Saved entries
use crate::{
    Config, Scoring,
    alphabet::encode_sequence,
    error::{Result, SequenceKind},
    profile::QueryProfile,
    smith_waterman::{AlignmentEnds, GapPenalties, Scan, StripedEngine},
};

/// Holds the striped profile of one read, reusable across any number of references. Scans do
/// not mutate the aligner, so it can be shared between threads.
#[derive(Debug, Clone)]
pub struct Aligner {
    profile: QueryProfile,
    scoring: Scoring,
    gaps: GapPenalties,
    engine: StripedEngine,
}

impl Aligner {
    pub fn new<S: AsRef<[u8]>>(query: S, config: &Config) -> Result<Self> {
        config.scoring.validate()?;
        let profile = QueryProfile::from_scoring(query.as_ref(), &config.scoring)?;
        let engine = StripedEngine::new(config.backend);

        log::debug!(
            "built profile for a {} base read ({} segments)",
            profile.query_len(),
            profile.segment_count()
        );

        Ok(Self {
            profile,
            scoring: config.scoring,
            gaps: GapPenalties::from(&config.scoring),
            engine,
        })
    }

    pub fn profile(&self) -> &QueryProfile {
        &self.profile
    }

    pub fn scoring(&self) -> &Scoring {
        &self.scoring
    }

    pub fn engine(&self) -> StripedEngine {
        self.engine
    }

    /// Best and secondary best alignment ends of the read against `reference`
    pub fn align<S: AsRef<[u8]>>(&self, reference: S) -> Result<AlignmentEnds> {
        self.scan(reference).map(|scan| scan.ends)
    }

    /// Like [`Aligner::align`], also returning the best score of every reference position
    pub fn scan<S: AsRef<[u8]>>(&self, reference: S) -> Result<Scan> {
        let reference = encode_sequence(reference.as_ref(), SequenceKind::Reference)?;
        self.engine.scan(&reference, &self.gaps, &self.profile)
    }
}

/// Aligns a single read against a single reference. Use [`Aligner`] to reuse the query profile.
pub fn align<S1: AsRef<[u8]>, S2: AsRef<[u8]>>(
    query: S1,
    reference: S2,
    config: &Config,
) -> Result<AlignmentEnds> {
    Aligner::new(query, config)?.align(reference)
}
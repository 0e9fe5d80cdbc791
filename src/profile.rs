//! Striped query profile (Farrar, 2007).
//!
//! The query is split into `segment_count = ceil(len / 16)` segments and read position `pos` is
//! stored in segment `pos % segment_count`, lane `pos / segment_count`. For a query of length 40
//! (3 segments):
//!
//! ```text
//!            lane 0  lane 1  lane 2  ...  lane 13  lane 14  lane 15
//! segment 0  pos 0   pos 3   pos 6        pos 39   pad      pad
//! segment 1  pos 1   pos 4   pos 7        pad      pad      pad
//! segment 2  pos 2   pos 5   pos 8        pad      pad      pad
//! ```
//!
//! One vector then scores a single reference symbol against 16 read positions that are
//! `segment_count` apart, so the inner loop runs `segment_count` times per reference position
//! instead of `len` times.

use crate::{
    Scoring,
    alphabet::{ALPHABET_SIZE, Symbol, encode_sequence},
    error::{AlignError, Result, SequenceKind},
    scoring_matrix::ScoringMatrix,
    simd::{Aligned16, LANES},
};

#[derive(Debug, Clone)]
pub struct QueryProfile {
    /// `ALPHABET_SIZE` rows of `segment_count` blocks
    blocks: Vec<Aligned16<[u8; LANES]>>,
    /// Per segment, `0xFF` in lanes holding a read position and `0x00` in padding lanes
    lane_masks: Vec<Aligned16<[u8; LANES]>>,
    query_len: usize,
    segment_count: usize,
    bias: u8,
}

impl QueryProfile {
    /// Builds the profile for `query`, storing `weight + bias` for every real read position and
    /// a raw `0` for padding lanes past the end of the query
    pub fn new(query: &[u8], match_score: u8, mismatch_penalty: u8, bias: u8) -> Result<Self> {
        let encoded = encode_sequence(query, SequenceKind::Query)?;
        Self::from_encoded(&encoded, match_score, mismatch_penalty, bias)
    }

    pub fn from_scoring(query: &[u8], scoring: &Scoring) -> Result<Self> {
        Self::new(
            query,
            scoring.match_score,
            scoring.mismatch_penalty,
            scoring.bias,
        )
    }

    pub(crate) fn from_encoded(
        query: &[u8],
        match_score: u8,
        mismatch_penalty: u8,
        bias: u8,
    ) -> Result<Self> {
        if query.is_empty() {
            return Err(AlignError::EmptySequence(SequenceKind::Query));
        }
        check_profile_range(match_score, mismatch_penalty, bias)?;

        let matrix = ScoringMatrix::new(match_score, mismatch_penalty);
        let query_len = query.len();
        let segment_count = query_len.div_ceil(LANES);

        let mut blocks = Vec::new();
        blocks.try_reserve_exact(ALPHABET_SIZE * segment_count)?;

        for symbol in 0..ALPHABET_SIZE {
            for segment in 0..segment_count {
                let block = std::array::from_fn(|lane| {
                    let pos = segment + lane * segment_count;
                    match query.get(pos) {
                        // In range since -mismatch + bias >= 0 and match + bias <= 255
                        Some(&read_symbol) => {
                            (matrix.get_index(symbol, read_symbol as usize) + bias as i16) as u8
                        }
                        None => 0,
                    }
                });
                blocks.push(Aligned16(block));
            }
        }

        let mut lane_masks = Vec::new();
        lane_masks.try_reserve_exact(segment_count)?;
        lane_masks.extend((0..segment_count).map(|segment| {
            Aligned16(std::array::from_fn(|lane| {
                if segment + lane * segment_count < query_len {
                    0xFF
                } else {
                    0x00
                }
            }))
        }));

        Ok(Self {
            blocks,
            lane_masks,
            query_len,
            segment_count,
            bias,
        })
    }

    #[inline(always)]
    pub fn query_len(&self) -> usize {
        self.query_len
    }

    #[inline(always)]
    pub fn segment_count(&self) -> usize {
        self.segment_count
    }

    #[inline(always)]
    pub fn bias(&self) -> u8 {
        self.bias
    }

    /// The `segment_count` blocks scoring `symbol` against the query
    #[inline(always)]
    pub fn row(&self, symbol: Symbol) -> &[Aligned16<[u8; LANES]>] {
        self.row_index(symbol.index())
    }

    #[inline(always)]
    pub(crate) fn row_index(&self, symbol: usize) -> &[Aligned16<[u8; LANES]>] {
        let start = symbol * self.segment_count;
        &self.blocks[start..start + self.segment_count]
    }

    #[inline(always)]
    pub(crate) fn lane_masks(&self) -> &[Aligned16<[u8; LANES]>] {
        &self.lane_masks
    }

    pub fn score(&self, symbol: Symbol, segment: usize, lane: usize) -> u8 {
        self.row(symbol)[segment].0[lane]
    }
}

/// Ensures every biased weight fits in an unsigned byte
pub(crate) fn check_profile_range(match_score: u8, mismatch_penalty: u8, bias: u8) -> Result<()> {
    if bias < mismatch_penalty {
        return Err(AlignError::BiasTooSmall {
            bias,
            mismatch: mismatch_penalty,
        });
    }
    if match_score.checked_add(bias).is_none() {
        return Err(AlignError::ProfileOverflow { match_score, bias });
    }
    Ok(())
}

• WORK INSTRUCTION:
Tally the lines of the records holding the word "every", then give only the resulting number.

• FINAL ANSWER:
3